- How to complete this task
The answer is the number of lines in the data that contain the word "crate"; give it alone.

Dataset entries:
━━━━━━━━━━

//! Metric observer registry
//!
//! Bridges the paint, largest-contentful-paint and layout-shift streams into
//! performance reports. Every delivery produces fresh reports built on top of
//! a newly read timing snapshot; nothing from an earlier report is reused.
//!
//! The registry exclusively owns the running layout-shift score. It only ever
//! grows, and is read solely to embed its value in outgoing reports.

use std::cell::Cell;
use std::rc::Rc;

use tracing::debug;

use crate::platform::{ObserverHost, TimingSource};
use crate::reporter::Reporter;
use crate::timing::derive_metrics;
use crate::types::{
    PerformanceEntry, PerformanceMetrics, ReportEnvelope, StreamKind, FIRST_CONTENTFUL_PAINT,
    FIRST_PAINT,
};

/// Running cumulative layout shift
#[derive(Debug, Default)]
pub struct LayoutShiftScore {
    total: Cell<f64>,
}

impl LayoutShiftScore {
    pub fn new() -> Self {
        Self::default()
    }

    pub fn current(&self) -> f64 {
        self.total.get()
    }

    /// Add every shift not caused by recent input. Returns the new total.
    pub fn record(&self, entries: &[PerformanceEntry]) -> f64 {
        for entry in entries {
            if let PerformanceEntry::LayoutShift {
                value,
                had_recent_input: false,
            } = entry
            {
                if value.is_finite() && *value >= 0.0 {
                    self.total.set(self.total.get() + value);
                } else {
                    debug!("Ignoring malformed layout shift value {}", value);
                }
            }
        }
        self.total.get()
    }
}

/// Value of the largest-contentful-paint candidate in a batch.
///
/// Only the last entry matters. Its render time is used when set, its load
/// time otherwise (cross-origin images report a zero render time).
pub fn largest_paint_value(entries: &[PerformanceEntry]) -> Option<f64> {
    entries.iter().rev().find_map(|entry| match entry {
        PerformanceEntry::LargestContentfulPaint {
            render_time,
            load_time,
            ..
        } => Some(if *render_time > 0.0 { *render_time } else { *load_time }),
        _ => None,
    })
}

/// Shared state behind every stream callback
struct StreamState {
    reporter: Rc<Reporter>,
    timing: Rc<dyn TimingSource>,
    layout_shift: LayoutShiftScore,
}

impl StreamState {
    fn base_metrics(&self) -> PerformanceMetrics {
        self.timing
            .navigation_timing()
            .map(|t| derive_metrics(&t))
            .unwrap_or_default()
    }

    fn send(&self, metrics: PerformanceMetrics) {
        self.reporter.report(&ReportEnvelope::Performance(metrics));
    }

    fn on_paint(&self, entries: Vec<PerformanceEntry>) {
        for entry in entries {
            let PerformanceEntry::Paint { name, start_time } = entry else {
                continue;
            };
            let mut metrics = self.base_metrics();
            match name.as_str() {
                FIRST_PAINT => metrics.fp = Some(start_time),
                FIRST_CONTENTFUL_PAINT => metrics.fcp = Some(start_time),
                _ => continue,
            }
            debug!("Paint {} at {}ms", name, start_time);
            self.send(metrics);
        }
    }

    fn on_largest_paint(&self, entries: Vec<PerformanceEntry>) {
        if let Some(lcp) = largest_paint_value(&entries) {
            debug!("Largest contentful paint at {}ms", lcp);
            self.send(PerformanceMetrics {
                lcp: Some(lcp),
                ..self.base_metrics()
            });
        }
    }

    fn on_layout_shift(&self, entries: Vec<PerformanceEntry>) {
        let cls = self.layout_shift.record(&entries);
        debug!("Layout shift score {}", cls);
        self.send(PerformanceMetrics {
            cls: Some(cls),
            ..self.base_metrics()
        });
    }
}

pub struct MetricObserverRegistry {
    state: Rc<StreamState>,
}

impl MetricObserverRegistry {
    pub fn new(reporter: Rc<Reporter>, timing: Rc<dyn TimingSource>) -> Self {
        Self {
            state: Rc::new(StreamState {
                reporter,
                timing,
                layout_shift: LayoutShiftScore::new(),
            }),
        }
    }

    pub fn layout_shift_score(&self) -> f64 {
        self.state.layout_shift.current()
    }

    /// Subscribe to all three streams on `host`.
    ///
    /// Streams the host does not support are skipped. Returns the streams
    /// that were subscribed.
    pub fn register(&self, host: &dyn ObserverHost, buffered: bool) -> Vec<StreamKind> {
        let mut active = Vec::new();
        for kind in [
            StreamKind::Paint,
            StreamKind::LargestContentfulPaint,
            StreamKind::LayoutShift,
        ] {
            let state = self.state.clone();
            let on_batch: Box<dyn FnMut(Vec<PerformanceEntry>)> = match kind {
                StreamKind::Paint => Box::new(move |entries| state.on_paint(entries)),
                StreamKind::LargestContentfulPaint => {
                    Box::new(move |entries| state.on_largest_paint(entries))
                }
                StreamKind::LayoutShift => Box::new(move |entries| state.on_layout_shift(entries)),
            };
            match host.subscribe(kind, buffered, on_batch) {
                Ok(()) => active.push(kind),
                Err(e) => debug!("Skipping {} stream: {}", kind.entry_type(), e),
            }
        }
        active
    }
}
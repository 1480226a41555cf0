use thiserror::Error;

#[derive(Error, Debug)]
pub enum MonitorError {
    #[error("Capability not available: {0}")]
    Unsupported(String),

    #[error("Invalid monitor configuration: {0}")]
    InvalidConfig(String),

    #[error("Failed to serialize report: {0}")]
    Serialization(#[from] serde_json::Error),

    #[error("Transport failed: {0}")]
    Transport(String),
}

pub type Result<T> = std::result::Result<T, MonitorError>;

━━━━━━━━━━

- Reply to the task
4